Streit um Corona-Schutzimpfung beim minderjährigen Kind - Welches Elternteil entscheidet?

(OLG Frankfurt a.M. v. 8.3.2021 - 6 UF 3/21)

Die Entscheidung über die Durchführung von Schutzimpfungen von Kindern kann bei Uneinigkeit der Eltern auf den Elternteil übertragen werden, der seine Haltung an den Empfehlungen der STIKO orientiert. Über die allgemeine Impffähigkeit des Kindes muss unabhängig von einer konkreten Impfung kein Sachverständigengutachten eingeholt werden, da nach den Empfehlungen der STIKO die Impffähigkeit in der konkreten Impfsituation ärztlich zu prüfen ist und bei einer Kontraindikation zu unterbleiben hat.

Der Fall

Die Eltern eines 2018 geborenen Kindes üben gemeinsam das elterliche Sorgerecht aus. Während die Mutter eine Impfung des Kindes gemäß den Empfehlungen der STIKO befürwortet,  verlangt der Vater eine gerichtliche Prüfung der Impffähigkeit des Kindes. Die Mutter beantragte daraufhin beim zuständigen Familiengericht, ihr die Entscheidungsbefugnis über Standardimpfungen zu übertragen und bekam in beiden Instanzen recht.

Die Entscheidung

Sind Eltern bei gemeinsamer elterlicher Sorge in bestimmten Angelegenheiten, die für das Kind von erheblicher Bedeutung ist, uneinig, kann auf Antrag eines Elternteils die Entscheidung einem Elternteil übertragen werden (§ 1628 S. 1 BGB). Dabei ist die Entscheidungskompetenz dem Elternteil zu übertragen, dessen Lösungsvorschlag dem Wohl des Kindes besser gerecht wird.

Bei der Frage von Schutzimpfungen kann nach höchstrichterlicher Rechtsprechung grundsätzlich maßgeblich darauf abgestellt werden, dass ein Elternteil die Impfungen befürwortet und dies den Empfehlungen der STIKO entspricht. Dann bedarf es der Einholung eines Sachverständigengutachtens nur dann, wenn im Einzelfall ein konkreter Anlass zu weiteren Ermittlungen vorhanden ist.

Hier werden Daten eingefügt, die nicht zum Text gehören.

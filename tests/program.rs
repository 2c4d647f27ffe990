extern crate env_logger;
extern crate pigment;

use std::fs;

use pigment::device::headless::{DispatchCall, DrawCall, HeadlessDevice};
use pigment::device::{BindPoint, BufferTarget, ObjectKind};
use pigment::prelude::*;

fn setup() -> (HeadlessDevice, Context) {
    let _ = env_logger::try_init();
    let device = HeadlessDevice::new();
    let ctx = Context::new(device.clone());
    (device, ctx)
}

const VS: &str = r"
#version 430
layout(location = 0) in vec3 position;
void main() { gl_Position = vec4(position, 1.0); }
";

const FS: &str = r"
#version 430
uniform vec4 color;
uniform sampler2D lut;
out vec4 frag;
void main() { frag = color * texture(lut, vec2(0.5)); }
";

const FS_FLAT: &str = r"
#version 430
out vec4 frag;
void main() { frag = vec4(1.0); }
";

const KERNEL: &str = r"
#version 430
layout(local_size_x = 8, local_size_y = 8) in;
layout(rgba32f, binding = 0) uniform image2D target;
uniform ivec2 offset;
void main() {
    ivec2 texel = ivec2(gl_GlobalInvocationID.xy) + offset;
    imageStore(target, texel, vec4(1.0));
}
";

#[test]
fn replacing_a_stage_frees_the_old_shader() {
    let (device, ctx) = setup();
    let mut program = RenderProgram::from_sources(&ctx, VS, FS).unwrap();
    assert_eq!(program.state(), ProgramState::Linked);
    assert_eq!(device.live(ObjectKind::Shader(ShaderStage::Fragment)), 1);

    let old = program.stage(ShaderStage::Fragment).unwrap();
    program.attach_fragment_shader(FS_FLAT).unwrap();
    let new = program.stage(ShaderStage::Fragment).unwrap();

    assert_ne!(old, new);
    assert!(program.is_linked());
    assert_eq!(device.live(ObjectKind::Shader(ShaderStage::Fragment)), 1);
    assert_eq!(device.released(ObjectKind::Shader(ShaderStage::Fragment)), 1);

    let attached = device.attached_shaders(program.handle().raw());
    assert_eq!(attached.len(), 2);
    assert!(attached.contains(&new.raw()));
    assert!(!attached.contains(&old.raw()));

    drop(program);
    assert_eq!(device.live(ObjectKind::Shader(ShaderStage::Vertex)), 0);
    assert_eq!(device.live(ObjectKind::Shader(ShaderStage::Fragment)), 0);
    assert_eq!(device.live(ObjectKind::Program), 0);
}

#[test]
fn compile_errors_reject_the_program() {
    let (device, ctx) = setup();
    let mut program = RenderProgram::from_sources(&ctx, VS, FS).unwrap();

    let broken = "#version 430\n#error broken on purpose\nvoid main() {}\n";
    match program.attach_fragment_shader(broken) {
        Err(Error::Compile { stage, source, log }) => {
            assert_eq!(stage, ShaderStage::Fragment);
            assert_eq!(source, broken);
            assert!(log.contains("broken on purpose"));
        }
        other => panic!("unexpected {:?}", other),
    }

    assert_eq!(program.state(), ProgramState::Rejected);
    assert_eq!(device.live(ObjectKind::Shader(ShaderStage::Fragment)), 0);

    match program.bind(true) {
        Err(Error::NotLinked) => {}
        other => panic!("unexpected {:?}", other),
    }

    assert_eq!(device.bound(BindPoint::Program), 0);

    program.attach_fragment_shader(FS_FLAT).unwrap();
    assert!(program.is_linked());
    program.bind(true).unwrap();
    assert_eq!(device.bound(BindPoint::Program), program.handle().raw());
}

#[test]
fn link_errors_carry_the_log() {
    let (_, ctx) = setup();
    let mut program = RenderProgram::new(&ctx).unwrap();

    let source = "#version 430\nvoid entry() {}\n";
    match program.attach_vertex_shader(source) {
        Err(Error::Link { source: s, log }) => {
            assert!(s.contains(source));
            assert!(log.contains("main"));
        }
        other => panic!("unexpected {:?}", other),
    }

    assert_eq!(program.state(), ProgramState::Rejected);
}

#[test]
fn link_errors_carry_every_attached_source() {
    let (_, ctx) = setup();
    let mut program = RenderProgram::new(&ctx).unwrap();
    program.attach_vertex_shader(VS).unwrap();

    let source = "#version 430\nout vec4 frag;\nvoid entry() {}\n";
    match program.attach_fragment_shader(source) {
        Err(Error::Link { source: s, .. }) => {
            assert!(s.contains("// Vertex shader"));
            assert!(s.contains(VS));
            assert!(s.contains("// Fragment shader"));
            assert!(s.contains(source));
        }
        other => panic!("unexpected {:?}", other),
    }
}

#[test]
fn rejected_programs_can_not_draw() {
    let (device, ctx) = setup();
    let mut program = RenderProgram::from_sources(&ctx, VS, FS).unwrap();

    let vbo = Rc::new(VertexBuffer::new(&ctx, Usage::StaticDraw).unwrap());
    vbo.create_vectors(&[[-1.0f32, -1.0, 0.0], [3.0, -1.0, 0.0], [-1.0, 3.0, 0.0]])
        .unwrap();
    let mut vao = VertexArray::new(&ctx).unwrap();
    vao.add_vertex_buffer(0, vbo).unwrap();

    program.bind(true).unwrap();
    vao.bind(true).unwrap();
    program.set("color", [1.0f32, 1.0, 1.0, 1.0]).unwrap();

    let broken = "#version 430\n#error broken on purpose\nvoid main() {}\n";
    assert!(program.attach_fragment_shader(broken).is_err());
    assert_eq!(program.state(), ProgramState::Rejected);
    assert_eq!(device.bound(BindPoint::Program), 0);
    assert!(!program.is_bound().unwrap());

    match program.set("color", [1.0f32, 0.0, 0.0, 1.0]) {
        Err(Error::NotBound(_)) => {}
        other => panic!("unexpected {:?}", other),
    }

    match vao.render(DrawMode::Triangles, 0, 3) {
        Err(Error::NotBound(_)) => {}
        other => panic!("unexpected {:?}", other),
    }

    assert!(device.draws().is_empty());
    vao.bind(false).unwrap();
}

#[test]
fn empty_and_misplaced_sources() {
    let (device, ctx) = setup();
    let mut program = RenderProgram::new(&ctx).unwrap();

    match program.attach_fragment_shader("  \n\t") {
        Err(ref err @ Error::EmptySource(ShaderStage::Fragment)) => assert!(err.is_usage()),
        other => panic!("unexpected {:?}", other),
    }

    assert_eq!(program.state(), ProgramState::Empty);
    assert_eq!(device.allocated(ObjectKind::Shader(ShaderStage::Fragment)), 0);

    match program.attach(ShaderStage::Compute, KERNEL) {
        Err(Error::InvalidArgument(_)) => {}
        other => panic!("unexpected {:?}", other),
    }

    match program.bind(true) {
        Err(Error::NotLinked) => {}
        other => panic!("unexpected {:?}", other),
    }
}

#[test]
fn uniforms_require_a_bound_program() {
    let (device, ctx) = setup();
    let program = RenderProgram::from_sources(&ctx, VS, FS).unwrap();
    let id = program.handle().raw();

    match program.set("color", [1.0f32, 0.0, 0.0, 1.0]) {
        Err(ref err @ Error::NotBound(_)) => assert!(err.is_usage()),
        other => panic!("unexpected {:?}", other),
    }

    assert!(!program.is_bound().unwrap());
    let _binder = Binder::new(&program).unwrap();
    assert!(program.is_bound().unwrap());

    program.set("color", [1.0f32, 0.0, 0.0, 1.0]).unwrap();
    assert_eq!(
        device.uniform_value(id, "color"),
        Some(UniformValue::Vector4f([1.0, 0.0, 0.0, 1.0]))
    );

    program.set("missing", 3).unwrap();
    program.set("missing", 4).unwrap();
    assert_eq!(device.uniform_value(id, "missing"), None);
}

#[test]
fn samplers() {
    let (device, ctx) = setup();
    let program = RenderProgram::from_sources(&ctx, VS, FS).unwrap();
    let lut = Texture::new(&ctx, 16, 1).unwrap();
    lut.allocate().unwrap();

    assert!(program.bind_sampler("lut", 2, &lut).is_err());

    let _binder = Binder::new(&program).unwrap();
    program.bind_sampler("lut", 2, &lut).unwrap();

    assert_eq!(device.bound(BindPoint::Texture(2)), lut.handle().raw());
    assert_eq!(
        device.uniform_value(program.handle().raw(), "lut"),
        Some(UniformValue::I32(2))
    );
}

#[test]
fn draw_into_framebuffer() {
    let (device, ctx) = setup();

    let target = Rc::new(Texture::new(&ctx, 4, 4).unwrap());
    target.allocate().unwrap();
    let mut fbo = Framebuffer::new(&ctx).unwrap();
    fbo.attach_texture(target.clone()).unwrap();

    let program = RenderProgram::from_sources(&ctx, VS, FS_FLAT).unwrap();

    let vbo = Rc::new(VertexBuffer::new(&ctx, Usage::StaticDraw).unwrap());
    vbo.create_vectors(&[[-1.0f32, -1.0, 0.0], [3.0, -1.0, 0.0], [-1.0, 3.0, 0.0]])
        .unwrap();
    let mut vao = VertexArray::new(&ctx).unwrap();
    vao.add_vertex_buffer(0, vbo).unwrap();

    {
        let _fbo = Binder::new(&fbo).unwrap();
        let _program = Binder::new(&program).unwrap();
        let _vao = Binder::new(&vao).unwrap();
        vao.render(DrawMode::Triangles, 0, 3).unwrap();
    }

    assert_eq!(
        device.draws(),
        vec![DrawCall {
            program: program.handle().raw(),
            vertex_array: vao.handle().raw(),
            framebuffer: fbo.handle().raw(),
            viewport: [0, 0, 4, 4],
            mode: DrawMode::Triangles,
            first: 0,
            count: 3,
        }]
    );

    assert_eq!(device.bound(BindPoint::Program), 0);
    assert_eq!(device.bound(BindPoint::VertexArray), 0);
    assert_eq!(device.bound(BindPoint::Framebuffer), 0);
}

#[test]
fn dispatch_covers_the_region() {
    let (device, ctx) = setup();
    let kernel = ComputeProgram::new(&ctx, KERNEL).unwrap();
    assert_eq!(kernel.work_group_size().unwrap(), [8, 8, 1]);

    match kernel.dispatch(0, 0, 16, 16) {
        Err(Error::NotBound(_)) => {}
        other => panic!("unexpected {:?}", other),
    }

    let _binder = Binder::new(&kernel).unwrap();
    kernel.dispatch(0, 0, 17, 16).unwrap();
    assert_eq!(
        device.uniform_value(kernel.handle().raw(), "offset"),
        Some(UniformValue::Vector2i([0, 0]))
    );

    kernel.dispatch(4, 5, 16, 16).unwrap();
    assert_eq!(
        device.uniform_value(kernel.handle().raw(), "offset"),
        Some(UniformValue::Vector2i([4, 5]))
    );

    let program = kernel.handle().raw();
    assert_eq!(
        device.dispatches(),
        vec![
            DispatchCall {
                program,
                groups: [3, 2, 1],
            },
            DispatchCall {
                program,
                groups: [2, 2, 1],
            },
        ]
    );

    assert_eq!(device.barriers(), vec![Barrier::All, Barrier::All]);
}

#[test]
fn images_and_storage_require_a_bound_kernel() {
    let (device, ctx) = setup();
    let kernel = ComputeProgram::new(&ctx, KERNEL).unwrap();
    let target = Texture::new(&ctx, 4, 4).unwrap();
    target.allocate().unwrap();
    let buffer = GpuBuffer::from_slice(&ctx, &[0f32; 16]).unwrap();

    assert!(kernel.bind_image(0, &target, TextureAccess::WriteOnly).is_err());
    assert!(kernel.bind_storage(1, &buffer).is_err());
    assert!(kernel.dispatch_groups([1, 1, 1]).is_err());
    assert!(device.image_binding(0).is_none());

    let _binder = Binder::new(&kernel).unwrap();
    kernel.bind_image(0, &target, TextureAccess::WriteOnly).unwrap();
    kernel.bind_storage(1, &buffer).unwrap();
    kernel.dispatch_groups([1, 2, 3]).unwrap();
    kernel.memory_barrier(Barrier::ShaderStorage).unwrap();

    assert_eq!(device.image_binding(0).map(|v| v.0), Some(target.handle().raw()));
    assert_eq!(
        device.storage_binding(BufferTarget::ShaderStorage, 1),
        buffer.handle().raw()
    );
    assert_eq!(device.dispatches()[0].groups, [1, 2, 3]);
    assert_eq!(device.barriers(), vec![Barrier::ShaderStorage]);
}

#[test]
fn compute_defaults_and_limits() {
    let (device, ctx) = setup();
    let mut kernel = ComputeProgram::new(&ctx, "#version 430\nvoid main() {}\n").unwrap();
    assert_eq!(kernel.work_group_size().unwrap(), [1, 1, 1]);

    device.set_max_work_group_size([512, 512, 32]);
    assert_eq!(
        ComputeProgram::max_work_group_size(&ctx).unwrap(),
        [512, 512, 32]
    );

    kernel.attach(KERNEL).unwrap();
    assert_eq!(kernel.work_group_size().unwrap(), [8, 8, 1]);
    assert_eq!(device.live(ObjectKind::Shader(ShaderStage::Compute)), 1);

    assert!(kernel.attach("#error nope\n").is_err());
    match kernel.work_group_size() {
        Err(Error::NotLinked) => {}
        other => panic!("unexpected {:?}", other),
    }
}

#[test]
fn shader_files() {
    let path = std::env::temp_dir().join("pigment-shader-files.glsl");
    fs::write(&path, FS_FLAT).unwrap();
    assert_eq!(read_shader_file(&path).unwrap(), FS_FLAT);
    fs::remove_file(&path).unwrap();

    match read_shader_file(&path) {
        Err(Error::Io { path: p, .. }) => assert!(p.contains("pigment-shader-files")),
        other => panic!("unexpected {:?}", other),
    }
}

Es kann somit davon ausgegangen werden, dass eine an den Empfehlungen der STIKO orientierte Entscheidung der Kindesmutter über vorzunehmende Impfungen im Ausgangspunkt das für das Kindeswohl bessere Konzept im Sinne der Rechtsprechung darstellt. Bei der Abwägung zwischen Risiken im Fall einer Impfung und Risiken bei unterbleibender Impfung kann die Entscheidung auf den Elternteil übertragen werden, der den fachlichen Empfehlungen der STIKO folgt. Diesen Empfehlungen kommt nämlich die Funktion eines antizipierten Sachverständigengutachtens zu. Da nach der  STIKO die Impffähigkeit in der konkreten Situation unter Berücksichtigung etwaiger Kontraindikationen ärztlich zu prüfen ist, bedarf es auch keiner weiteren gerichtlichen Aufklärung der Impffähigkeit des Kindes. Der Sorge des Vaters um die körperliche Unversehrtheit des Kindes im Hinblick auf den Impfvorgang selbst tragen die Empfehlungen der STIKO ebenfalls Rechnung.